Di samping itu laporan keuangan dapat juga digunakan untuk memenuhi
tujuan-tujuan lain yaitu sebagai laporan keuangan kepada pihak-pihak diluar
perusahaan.
Menurut
Astuti (2004 : 29) “Analisis laporan keuangan adalah segala sesuatu yang
menyangkut penggunaan informasi akuntansi untuk membuat keputusan bisnis dan
investasi”.
“Financial statement memberikan informasi
mengenai keadaan finansial suatu perusahaan dimana neraca (balance sheet)
mencerminkan nilai aktiva, utang, dan modal sendiri pada satu saat tertentu,
dan laporan rugi laba (income statement) memcerminkan hasil-hasil yang dicapai
selama suatu periode tertentu biasanya meliputi periode satu tahun “(Riyanto,2001 : 327).
Laporan
keuangan menurut sadeli (2000 : 18) adalah laporan tertulis yang memberikan
informasi kuantitatif tentang posisi keuangan dan perubahan-perubahannya serta
hasil yang dicapai selama periode tertentu.
Baridwan
(2004 : 18), berdasarkan PSAK No. 1 (Revisi 1998) tentang penyajian laporan
keuangan menyatakan bahwa laporan keuangan lengkap terdiri dari
komponen-komponen sebagai berikut :
a. Neraca,
yaitu laporan yang menunjukkan keadaan keuangan suatu perusahaan pada tanggal
tertentu.
b. Laporan
laba rugi, yaitu laporan yang menunjukkan hasil usaha dan biaya-biaya selama
satu periode akuntansi.
c. Laporan
perubahan ekuitas, yaitu laporan yang menunjukkan sebab-sebab perubahan ekuitas
dari jumlah pada awal periode menjadi jumlah ekuitas pada akhir periode.
d. Laporan
arus kas (cash flow statment),
menunjukkan arus kas masuk dan keluar yang dibedakan menjadi arus kas operasi,
arus kas investasi dan arus kas pendanaan.
e. Catatan
atas laporan keuangan.
Jenis
laporan keuangan yang banyak dipakai adalah neraca (balance sheet) dan laporan rugi laba (income statement). Neraca adalah laporan yang menunjukkan keadaan
keuangan suatu unit usaha pada tanggal tertentu dan akan berubah manakala ada
transaksi keuangan dalam entitas tersebut dicatat sebagaimana dikatakan Larson
(2005 : 18) sebagai berikut “Balance
sheets describes a company’s financial position (types an amounts of assets,
liabilities and equity) at a point in time”.
Laporan
laba rugi menggambarkan hasil operasi perusahaan dalam suatu periode waktu
tertentu selain itu juga laporan laba rugi menunjukkan keberhasilan dan
kegagalan operasi perusahaan dalam upaya mencapai tujuannya.

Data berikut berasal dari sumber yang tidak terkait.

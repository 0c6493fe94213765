//! HTTP transport over reqwest.

use std::sync::Mutex;

use async_trait::async_trait;
use stockline_engine::{BatchResponse, PendingBatch, ProductSnapshot};
use uuid::Uuid;

use super::{
    BatchRequest, CatalogQuery, CatalogResponse, ErrorBody, InvalidationSender, PushFeed,
    TransportAdapter, TransportError,
};
use crate::config::Config;

/// Production transport: REST endpoints plus an optional push feed.
#[derive(Debug)]
pub struct HttpTransport {
    client: reqwest::Client,
    api_url: String,
    ws_url: Option<String>,
    /// Prefix of idempotency keys, unique per process
    session: Uuid,
    feed: Mutex<Option<PushFeed>>,
}

impl HttpTransport {
    pub fn new(config: &Config) -> Result<Self, TransportError> {
        let client = reqwest::Client::builder()
            .timeout(config.request_timeout())
            .build()?;

        Ok(Self {
            client,
            api_url: config.api_url.clone(),
            ws_url: config.ws_url.clone(),
            session: Uuid::new_v4(),
            feed: Mutex::new(None),
        })
    }

    fn idempotency_key(&self, batch: &PendingBatch) -> String {
        format!("{}-{}", self.session, batch.batch_id)
    }

    /// Turn a non-success response into an error.
    async fn check(response: reqwest::Response) -> Result<reqwest::Response, TransportError> {
        let status = response.status();
        if status.is_success() {
            return Ok(response);
        }

        let text = response.text().await.unwrap_or_default();
        let body = serde_json::from_str::<ErrorBody>(&text).unwrap_or_else(|_| ErrorBody {
            error: if text.is_empty() {
                status.to_string()
            } else {
                text
            },
            ..ErrorBody::default()
        });
        Err(TransportError::from_status(status.as_u16(), body))
    }
}

#[async_trait]
impl TransportAdapter for HttpTransport {
    async fn fetch_catalog(
        &self,
        query: &CatalogQuery,
    ) -> Result<Vec<ProductSnapshot>, TransportError> {
        let response = self
            .client
            .get(format!("{}/products", self.api_url))
            .query(&query.params())
            .send()
            .await?;
        let body: CatalogResponse = Self::check(response).await?.json().await?;

        tracing::debug!(products = body.products.len(), "Fetched catalog");
        Ok(body.products)
    }

    async fn send_mutation_batch(
        &self,
        batch: &PendingBatch,
    ) -> Result<BatchResponse, TransportError> {
        let request = BatchRequest {
            idempotency_key: self.idempotency_key(batch),
            batch: batch.clone(),
        };
        let response = self
            .client
            .post(format!("{}/cart/batch", self.api_url))
            .json(&request)
            .send()
            .await?;

        Ok(Self::check(response).await?.json().await?)
    }

    async fn subscribe_invalidation(
        &self,
        handler: InvalidationSender,
    ) -> Result<(), TransportError> {
        let Some(ws_url) = &self.ws_url else {
            tracing::info!("No push feed configured, relying on manual refresh");
            return Ok(());
        };

        let mut feed = self
            .feed
            .lock()
            .map_err(|_| TransportError::Push("feed lock poisoned".to_string()))?;
        if let Some(previous) = feed.replace(PushFeed::spawn(ws_url.clone(), handler)) {
            previous.stop();
        }
        Ok(())
    }
}

impl Drop for HttpTransport {
    fn drop(&mut self) {
        if let Ok(mut feed) = self.feed.lock() {
            if let Some(feed) = feed.take() {
                feed.stop();
            }
        }
    }
}

#[cfg(test)]
mod tests {
    use super::*;

    #[test]
    fn idempotency_key_is_stable_per_batch() {
        let transport = HttpTransport::new(&Config::new("http://localhost:9")).unwrap();
        let batch = PendingBatch {
            batch_id: 4,
            removals: Vec::new(),
            deltas: Vec::new(),
        };
        let key = transport.idempotency_key(&batch);
        assert_eq!(key, transport.idempotency_key(&batch));
        assert!(key.ends_with("-4"));
    }
}
//! EntityStore - the canonical in-memory product table.
//!
//! Every view (catalog, best sellers, cart) reads products from here, so an
//! optimistic reservation applied once is visible everywhere at the same
//! time. Only the [`Reconciler`](crate::Reconciler) writes to it.
//!
//! The store tracks a refresh epoch. Each full refresh bumps the epoch and
//! stamps every product whose baseline it replaced. A batch remembers the
//! epoch it was sent under; when it is confirmed, the store can tell whether
//! the confirmed stock baseline predates the write (fold the delta in) or was
//! fetched after it (the server value already includes the write).

use crate::{error::Result, Error, ProductId, ProductSnapshot, Version};
use std::collections::{HashMap, HashSet};

/// Outcome of retiring a confirmed overlay.
#[derive(Debug, Clone, Copy, PartialEq, Eq)]
pub enum ConfirmResult {
    /// Version accepted (or none was supplied)
    Applied { version: Version },
    /// The confirmation carried an older version than the one held; the
    /// version was discarded and displayed stock left unchanged.
    Stale { held: Version, received: Version },
}

/// Summary of a full replacement.
#[derive(Debug, Clone, Default, PartialEq, Eq)]
pub struct ReplaceReport {
    /// Products that were present before and are absent from the refresh
    pub removed: Vec<ProductId>,
    /// Products whose refreshed snapshot was older than the held one
    pub stale: Vec<ProductId>,
    /// Products seen for the first time
    pub added: Vec<ProductId>,
}

#[derive(Debug, Clone)]
struct Entry {
    snapshot: ProductSnapshot,
    baseline_epoch: u64,
}

/// The single shared product table.
#[derive(Debug, Clone, Default)]
pub struct EntityStore {
    products: HashMap<ProductId, Entry>,
    epoch: u64,
}

impl EntityStore {
    pub fn new() -> Self {
        Self::default()
    }

    /// Current refresh epoch.
    pub fn epoch(&self) -> u64 {
        self.epoch
    }

    /// Epoch at which a product's stock baseline was last fetched.
    pub fn baseline_epoch(&self, id: &str) -> Option<u64> {
        self.products.get(id).map(|entry| entry.baseline_epoch)
    }

    pub fn get(&self, id: &str) -> Option<&ProductSnapshot> {
        self.products.get(id).map(|entry| &entry.snapshot)
    }

    pub fn contains(&self, id: &str) -> bool {
        self.products.contains_key(id)
    }

    pub fn len(&self) -> usize {
        self.products.len()
    }

    pub fn is_empty(&self) -> bool {
        self.products.is_empty()
    }

    /// All products, in no particular order.
    pub fn iter(&self) -> impl Iterator<Item = &ProductSnapshot> {
        self.products.values().map(|entry| &entry.snapshot)
    }

    /// Insert or update a single product from the server.
    ///
    /// Keeps the local reservation of an existing entry. Returns `false`
    /// (and changes nothing) if the incoming version is older than the held one.
    pub fn upsert(&mut self, mut snapshot: ProductSnapshot) -> bool {
        let epoch = self.epoch;
        match self.products.get_mut(&snapshot.id) {
            Some(entry) if snapshot.version < entry.snapshot.version => false,
            Some(entry) => {
                snapshot.reserved_by_local_cart = entry.snapshot.reserved_by_local_cart;
                entry.snapshot = snapshot;
                entry.baseline_epoch = epoch;
                true
            }
            None => {
                snapshot.reserved_by_local_cart = 0;
                self.products.insert(
                    snapshot.id.clone(),
                    Entry {
                        snapshot,
                        baseline_epoch: epoch,
                    },
                );
                true
            }
        }
    }

    /// Reserve `delta` units of a product for the local cart (negative
    /// releases them) and return the updated snapshot.
    ///
    /// Displayed stock moves by `-delta`; confirmed stock is untouched.
    pub fn apply_delta(&mut self, id: &str, delta: i64) -> Result<ProductSnapshot> {
        let entry = self
            .products
            .get_mut(id)
            .ok_or_else(|| Error::ProductNotFound(id.to_string()))?;
        entry.snapshot.reserved_by_local_cart =
            entry.snapshot.reserved_by_local_cart.saturating_add(delta);
        Ok(entry.snapshot.clone())
    }

    /// Retire the overlay of a confirmed write of `delta` units.
    ///
    /// When `baseline_refreshed` is false the confirmed stock predates the
    /// write, so the delta is folded into it and displayed stock does not
    /// move. When true, a refresh already delivered a stock value that
    /// includes the write, and only the overlay is dropped.
    pub fn confirm(
        &mut self,
        id: &str,
        delta: i64,
        version: Option<Version>,
        baseline_refreshed: bool,
    ) -> Result<ConfirmResult> {
        let entry = self
            .products
            .get_mut(id)
            .ok_or_else(|| Error::ProductNotFound(id.to_string()))?;
        let snapshot = &mut entry.snapshot;

        snapshot.reserved_by_local_cart = snapshot.reserved_by_local_cart.saturating_sub(delta);
        if !baseline_refreshed {
            let stock = snapshot.stock as i128 - delta as i128;
            snapshot.stock = stock.clamp(0, u64::MAX as i128) as u64;
        }

        match version {
            Some(received) if received < snapshot.version => Ok(ConfirmResult::Stale {
                held: snapshot.version,
                received,
            }),
            Some(received) => {
                snapshot.version = received;
                Ok(ConfirmResult::Applied { version: received })
            }
            None => Ok(ConfirmResult::Applied {
                version: snapshot.version,
            }),
        }
    }

    /// Atomically swap in a freshly fetched product set.
    ///
    /// The local overlay is not taken from the server: it is re-derived from
    /// `reservations`, the engine's record of writes still pending, so an
    /// optimistic reservation survives the refresh. Held products newer than
    /// their refreshed copy are kept as they are.
    pub fn replace_all(
        &mut self,
        snapshots: Vec<ProductSnapshot>,
        reservations: &HashMap<ProductId, i64>,
    ) -> ReplaceReport {
        self.epoch += 1;
        let epoch = self.epoch;
        let mut report = ReplaceReport::default();
        let mut next: HashMap<ProductId, Entry> = HashMap::with_capacity(snapshots.len());

        for mut snapshot in snapshots {
            let reserved = reservations.get(&snapshot.id).copied().unwrap_or(0);
            match self.products.get(&snapshot.id) {
                Some(held) if snapshot.version < held.snapshot.version => {
                    report.stale.push(snapshot.id.clone());
                    let mut kept = held.clone();
                    kept.snapshot.reserved_by_local_cart = reserved;
                    next.insert(snapshot.id, kept);
                }
                held => {
                    if held.is_none() {
                        report.added.push(snapshot.id.clone());
                    }
                    snapshot.reserved_by_local_cart = reserved;
                    next.insert(
                        snapshot.id.clone(),
                        Entry {
                            snapshot,
                            baseline_epoch: epoch,
                        },
                    );
                }
            }
        }

        let kept: HashSet<&ProductId> = next.keys().collect();
        report.removed = self
            .products
            .keys()
            .filter(|id| !kept.contains(id))
            .cloned()
            .collect();
        report.removed.sort();
        report.stale.sort();
        report.added.sort();

        self.products = next;
        report
    }

    /// Remove a product (explicit deletion).
    pub fn remove(&mut self, id: &str) -> Option<ProductSnapshot> {
        self.products.remove(id).map(|entry| entry.snapshot)
    }
}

Welcsh (2004 : 11) mengatakan bahwa
“Laporan laba rugi mengukur keuntungan atau kerugian dari operasi normal
perusahaan selama periode waktu tertentu”.
Dari
uraian di atas, dapat ditarik kesimpulan bahwa suatu laporan keuangan merupakan
informasi yang penting bagi berbagai pihak yang berkepentingan dengan
perusahaan yang bersangkutan, dan merupakan suatu produk akhir dari proses
kegiatan-kegiatan akuntansi dalam suatu usaha serta dapat dijadikan sebagai
bahan penguji dalam pekerjaan menganalisis pembukuan dan menilai posisi
keuangan suatu perusahaan.
B.
Pengertian Pasar Modal
Menurut UU Pasar Modal RI No. 8 tahun 1995, Pasar
Modal didefinisikan sebagai kegiatan yang bersangkutan dengan penawaran umum
dan perdagangan efek, perusahaan publik yang berkaitan dengan efek yang
diterbitkannya, serta lembaga profesi yang berkaitan dengan efek. Secara umum,
pasar modal merupakan tempat atau sarana untuk mempertemukan antara permintaan
dan penawaran atas instrument keuangan jangka panjang, umumnya lebih dari 1
(satu) tahun.
Iskandar Z. Alwi (2003 : 14), pasar modal
didefinisikan sebagai pasar untuk berbagai instrument keuangan atau sekuritas
jangka panjang yang diperjualbelikan, baik dalam hutang maupun modal sendiri,
yang diterbitkan oleh pemerintah, public
authorities, maupun perusahaan swasta.